Il piano ha tre dimensioni, ed è una sorta di matriosca strategica russa. Ogni aspetto si incastra con un altro, ammontando a una grande strategia che va oltre l’Ucraina pur basandosi su essa. Potrebbe sembrare estremamente stravagante, e sicuramente rivela quanto Putin viva in una realtà parallela, per usare un eufemismo. Ma per l’occidente – la cui risposta ha oscillato tra la durezza e la acquiescenza – è importante capire quali siano gli obiettivi di Putin nel momento in cui continua a valutare il proprio ruolo nell’ambito della difesa dell’Ucraina dall’invasore russo. 

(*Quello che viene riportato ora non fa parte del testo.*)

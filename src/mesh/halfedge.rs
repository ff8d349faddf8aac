//! Half-edge mesh data structure.
//!
//! Connectivity is stored as a doubly-connected edge list, while vertex
//! positions live in a separate, index-aligned buffer. Sculpting only ever
//! touches that buffer (its length is fixed for the lifetime of a mesh), so
//! brushes and undo snapshots can work on plain `&[Point3<f64>]` slices without
//! going near the topology.
//!
//! # Boundary Handling
//!
//! Boundary half-edges have an invalid face ID and are linked into loops via
//! `next`/`prev`, so walking around a boundary vertex terminates the same way
//! as walking around an interior one.

use nalgebra::{Point3, Vector3};

use super::index::{FaceId, HalfEdgeId, VertexId};
use crate::error::{Result, SculptError};

/// Connectivity of a single vertex.
#[derive(Debug, Clone, Copy, Default)]
pub struct Vertex {
    /// One outgoing half-edge. For boundary vertices this is a boundary half-edge.
    pub halfedge: HalfEdgeId,
}

/// A half-edge in the mesh.
#[derive(Debug, Clone, Copy, Default)]
pub struct HalfEdge {
    /// The vertex this half-edge originates from.
    pub origin: VertexId,
    /// The opposite half-edge.
    pub twin: HalfEdgeId,
    /// The next half-edge around the face (counter-clockwise).
    pub next: HalfEdgeId,
    /// The previous half-edge around the face.
    pub prev: HalfEdgeId,
    /// The face this half-edge belongs to. Invalid on the boundary.
    pub face: FaceId,
}

impl HalfEdge {
    /// Check if this half-edge is on the boundary.
    #[inline]
    pub fn is_boundary(&self) -> bool {
        !self.face.is_valid()
    }
}

/// A triangular face.
#[derive(Debug, Clone, Copy, Default)]
pub struct Face {
    /// One half-edge on the boundary of this face.
    pub halfedge: HalfEdgeId,
}

/// A triangle mesh with half-edge connectivity and a mutable position buffer.
#[derive(Debug, Clone, Default)]
pub struct HalfEdgeMesh {
    pub(crate) positions: Vec<Point3<f64>>,
    pub(crate) vertices: Vec<Vertex>,
    pub(crate) halfedges: Vec<HalfEdge>,
    pub(crate) faces: Vec<Face>,
}

impl HalfEdgeMesh {
    /// Create a new empty mesh.
    pub fn new() -> Self {
        Self::default()
    }

    pub(crate) fn with_capacity(num_vertices: usize, num_faces: usize) -> Self {
        Self {
            positions: Vec::with_capacity(num_vertices),
            vertices: Vec::with_capacity(num_vertices),
            halfedges: Vec::with_capacity(num_faces * 3 + num_faces / 2),
            faces: Vec::with_capacity(num_faces),
        }
    }

    // ==================== Accessors ====================

    /// Number of vertices.
    #[inline]
    pub fn num_vertices(&self) -> usize {
        self.vertices.len()
    }

    /// Number of half-edges (boundary half-edges included).
    #[inline]
    pub fn num_halfedges(&self) -> usize {
        self.halfedges.len()
    }

    /// Number of triangles.
    #[inline]
    pub fn num_faces(&self) -> usize {
        self.faces.len()
    }

    /// The vertex position buffer.
    #[inline]
    pub fn positions(&self) -> &[Point3<f64>] {
        &self.positions
    }

    /// Mutable access to the position buffer. The slice cannot change length,
    /// so sculpting can never alter the vertex count.
    #[inline]
    pub fn positions_mut(&mut self) -> &mut [Point3<f64>] {
        &mut self.positions
    }

    /// Install a whole new position buffer.
    ///
    /// Fails if the buffer length does not match the vertex count.
    pub fn set_positions(&mut self, positions: Vec<Point3<f64>>) -> Result<()> {
        if positions.len() != self.positions.len() {
            return Err(SculptError::VertexCountMismatch {
                expected: self.positions.len(),
                found: positions.len(),
            });
        }
        self.positions = positions;
        Ok(())
    }

    /// Position of a vertex.
    #[inline]
    pub fn position(&self, v: VertexId) -> &Point3<f64> {
        &self.positions[v.index()]
    }

    /// Move a single vertex.
    #[inline]
    pub fn set_position(&mut self, v: VertexId, pos: Point3<f64>) {
        self.positions[v.index()] = pos;
    }

    /// Connectivity record of a vertex.
    #[inline]
    pub fn vertex(&self, id: VertexId) -> &Vertex {
        &self.vertices[id.index()]
    }

    /// A half-edge by ID.
    #[inline]
    pub fn halfedge(&self, id: HalfEdgeId) -> &HalfEdge {
        &self.halfedges[id.index()]
    }

    #[inline]
    pub(crate) fn halfedge_mut(&mut self, id: HalfEdgeId) -> &mut HalfEdge {
        &mut self.halfedges[id.index()]
    }

    /// A face by ID.
    #[inline]
    pub fn face(&self, id: FaceId) -> &Face {
        &self.faces[id.index()]
    }

    // ==================== Topology Queries ====================

    /// The opposite half-edge.
    #[inline]
    pub fn twin(&self, he: HalfEdgeId) -> HalfEdgeId {
        self.halfedge(he).twin
    }

    /// The next half-edge around the face.
    #[inline]
    pub fn next(&self, he: HalfEdgeId) -> HalfEdgeId {
        self.halfedge(he).next
    }

    /// The previous half-edge around the face.
    #[inline]
    pub fn prev(&self, he: HalfEdgeId) -> HalfEdgeId {
        self.halfedge(he).prev
    }

    /// Origin vertex of a half-edge.
    #[inline]
    pub fn origin(&self, he: HalfEdgeId) -> VertexId {
        self.halfedge(he).origin
    }

    /// Destination vertex of a half-edge.
    #[inline]
    pub fn dest(&self, he: HalfEdgeId) -> VertexId {
        self.origin(self.twin(he))
    }

    /// Face of a half-edge (invalid on the boundary).
    #[inline]
    pub fn face_of(&self, he: HalfEdgeId) -> FaceId {
        self.halfedge(he).face
    }

    /// Check if a half-edge is on the boundary.
    #[inline]
    pub fn is_boundary_halfedge(&self, he: HalfEdgeId) -> bool {
        self.halfedge(he).is_boundary()
    }

    /// Check if a vertex is on the boundary. Isolated vertices count as boundary.
    pub fn is_boundary_vertex(&self, v: VertexId) -> bool {
        let start = self.vertex(v).halfedge;
        if !start.is_valid() {
            return true;
        }
        self.vertex_halfedges(v)
            .any(|he| self.is_boundary_halfedge(he))
    }

    // ==================== Iteration ====================

    /// All vertex IDs.
    pub fn vertex_ids(&self) -> impl Iterator<Item = VertexId> + '_ {
        (0..self.vertices.len()).map(VertexId::new)
    }

    /// All half-edge IDs.
    pub fn halfedge_ids(&self) -> impl Iterator<Item = HalfEdgeId> + '_ {
        (0..self.halfedges.len()).map(HalfEdgeId::new)
    }

    /// All face IDs.
    pub fn face_ids(&self) -> impl Iterator<Item = FaceId> + '_ {
        (0..self.faces.len()).map(FaceId::new)
    }

    /// Outgoing half-edges around a vertex.
    pub fn vertex_halfedges(&self, v: VertexId) -> VertexHalfEdgeIter<'_> {
        VertexHalfEdgeIter::new(self, v)
    }

    /// Vertices adjacent to a vertex.
    pub fn vertex_neighbors(&self, v: VertexId) -> impl Iterator<Item = VertexId> + '_ {
        self.vertex_halfedges(v).map(|he| self.dest(he))
    }

    /// Faces adjacent to a vertex.
    pub fn vertex_faces(&self, v: VertexId) -> impl Iterator<Item = FaceId> + '_ {
        self.vertex_halfedges(v)
            .map(|he| self.face_of(he))
            .filter(|f| f.is_valid())
    }

    /// The three vertices of a face.
    pub fn face_triangle(&self, f: FaceId) -> [VertexId; 3] {
        let he0 = self.face(f).halfedge;
        let he1 = self.next(he0);
        let he2 = self.next(he1);
        [self.origin(he0), self.origin(he1), self.origin(he2)]
    }

    /// Positions of the three vertices of a face.
    pub fn face_positions(&self, f: FaceId) -> [Point3<f64>; 3] {
        let [v0, v1, v2] = self.face_triangle(f);
        [*self.position(v0), *self.position(v1), *self.position(v2)]
    }

    // ==================== Geometry ====================

    /// Unit normal of a face, or zero for a degenerate triangle.
    pub fn face_normal(&self, f: FaceId) -> Vector3<f64> {
        let [p0, p1, p2] = self.face_positions(f);
        let n = (p1 - p0).cross(&(p2 - p0));
        let len = n.norm();
        if len > 1e-12 {
            n / len
        } else {
            Vector3::zeros()
        }
    }

    /// Area of a face.
    pub fn face_area(&self, f: FaceId) -> f64 {
        let [p0, p1, p2] = self.face_positions(f);
        0.5 * (p1 - p0).cross(&(p2 - p0)).norm()
    }

    /// Area-weighted unit normal at a vertex (zero if it has no faces).
    pub fn vertex_normal(&self, v: VertexId) -> Vector3<f64> {
        let mut normal = Vector3::zeros();
        for f in self.vertex_faces(v) {
            let [p0, p1, p2] = self.face_positions(f);
            normal += (p1 - p0).cross(&(p2 - p0));
        }
        let len = normal.norm();
        if len > 1e-12 {
            normal / len
        } else {
            Vector3::zeros()
        }
    }

    /// Area-weighted unit normals for every vertex, index-aligned with
    /// [`positions`](Self::positions).
    pub fn vertex_normals(&self) -> Vec<Vector3<f64>> {
        let mut normals = vec![Vector3::zeros(); self.num_vertices()];

        for f in self.face_ids() {
            let [v0, v1, v2] = self.face_triangle(f);
            let p0 = self.position(v0);
            let n = (self.position(v1) - p0).cross(&(self.position(v2) - p0));

            normals[v0.index()] += n;
            normals[v1.index()] += n;
            normals[v2.index()] += n;
        }

        for n in &mut normals {
            let len = n.norm();
            if len > 1e-12 {
                *n /= len;
            } else {
                *n = Vector3::zeros();
            }
        }

        normals
    }

    /// Axis-aligned bounding box.
    pub fn bounding_box(&self) -> Option<(Point3<f64>, Point3<f64>)> {
        let first = self.positions.first()?;
        let mut min = *first;
        let mut max = *first;

        for p in &self.positions {
            for i in 0..3 {
                min[i] = min[i].min(p[i]);
                max[i] = max[i].max(p[i]);
            }
        }

        Some((min, max))
    }

    /// Length of the bounding box diagonal (0 for an empty mesh).
    pub fn bounding_diagonal(&self) -> f64 {
        self.bounding_box()
            .map(|(min, max)| (max - min).norm())
            .unwrap_or(0.0)
    }

    /// Total surface area.
    pub fn surface_area(&self) -> f64 {
        self.face_ids().map(|f| self.face_area(f)).sum()
    }

    /// Face-vertex triangle list.
    pub fn triangles(&self) -> Vec<[usize; 3]> {
        self.face_ids()
            .map(|f| {
                let [v0, v1, v2] = self.face_triangle(f);
                [v0.index(), v1.index(), v2.index()]
            })
            .collect()
    }

    // ==================== Validation ====================

    /// Check that all connectivity is consistent.
    pub fn is_valid(&self) -> bool {
        if self.positions.len() != self.vertices.len() {
            return false;
        }

        for (i, v) in self.vertices.iter().enumerate() {
            if v.halfedge.is_valid() && self.halfedge(v.halfedge).origin.index() != i {
                return false;
            }
        }

        for (i, he) in self.halfedges.iter().enumerate() {
            if !he.twin.is_valid() || self.halfedge(he.twin).twin.index() != i {
                return false;
            }
            if !he.next.is_valid() || self.halfedge(he.next).prev.index() != i {
                return false;
            }
            if !he.prev.is_valid() || self.halfedge(he.prev).next.index() != i {
                return false;
            }
        }

        self.faces.iter().all(|f| f.halfedge.is_valid())
    }
}

/// Iterator over outgoing half-edges around a vertex.
pub struct VertexHalfEdgeIter<'a> {
    mesh: &'a HalfEdgeMesh,
    start: HalfEdgeId,
    current: HalfEdgeId,
    done: bool,
}

impl<'a> VertexHalfEdgeIter<'a> {
    fn new(mesh: &'a HalfEdgeMesh, v: VertexId) -> Self {
        let start = mesh.vertex(v).halfedge;
        Self {
            mesh,
            start,
            current: start,
            done: !start.is_valid(),
        }
    }
}

impl Iterator for VertexHalfEdgeIter<'_> {
    type Item = HalfEdgeId;

    fn next(&mut self) -> Option<Self::Item> {
        if self.done {
            return None;
        }

        let result = self.current;

        // twin(he) ends at v, so the half-edge after it in its face leaves v again.
        self.current = self.mesh.next(self.mesh.twin(self.current));
        if self.current == self.start || !self.current.is_valid() {
            self.done = true;
        }

        Some(result)
    }
}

L’obiettivo più piccolo, pragmatico e ottenibile per la Russia riguarda le ambizioni territoriali ucraine. Non essendo riuscita ad avanzare nel territorio nei primi giorni del conflitto, la Russia ha abbandonato l’idea di conquistare Kyiv e ha ridimensionato le proprie ambizioni. L’obiettivo attuale, più realistico, è di assumere il controllo sulle regioni di Donetsk e Luhansk. Il Cremlino crede che sia solamente una questione di tempo e forse non ha torto. I russi hanno di fatto assunto il controllo della regione di Luhansk e del pezzo di terra che garantisce un passaggio alla Crimea.

 

Per raggiungere questo obiettivo, che pure ricopre un peso geopolitico trascurabile per il Cremlino, Putin sembra essere convinto che il tempo sia dalla sua parte. Potete capire il perché. Il sostegno militare dell’occidente ha mostrato i suoi limiti, e Washington ha indicato che non è disposto a correre il rischio di fare infuriare Putin oltrepassando le sue linee rosse. Le minacce di passare alle armi nucleari sembrano aver sortito un effetto: l’occidente non interverrà direttamente, e non assisterà l’Ucraina al punto da determinare una sconfitta russa. Malgrado molti sostengano il contrario, oggi l’idea più diffusa nelle cancellerie occidentali è che l’Ucraina non sarà in grado di riconquistare le aree occupate dalle truppe russe. Il Cremlino sembra essere convinto che prima o poi l’occidente abbandonerà completamente questa speranza. A quel punto, l’est dell’Ucraina sarà di fatto sotto il controllo russo. 

 

L’obiettivo successivo sembra essere quello di costringere l’Ucraina ad arrendersi. Il tema non sono le aree occupate bensì il futuro del territorio restante, che ricopre un’importanza geopolitica molto maggiore. Da un punto di vista pratico, la capitolazione significherebbe l’accettazione da parte di Kyiv delle richieste russe, ovvero la russificazione del paese e la rimozione dei simboli ucraini. Questo significherebbe criminalizzare il sostegno agli eroi nazionali, rinominare le strade, riscrivere i libri di storia e garantire alle popolazioni russofone una posizione dominante nella cultura e nell’istruzione. In poche parole, l’obiettivo sarebbe quello di privare l’Ucraina del diritto di costruire la propria nazione. Il governo verrebbe sostituito, le élite epurate e la cooperazione con l’occidente sarebbe un lontano ricordo.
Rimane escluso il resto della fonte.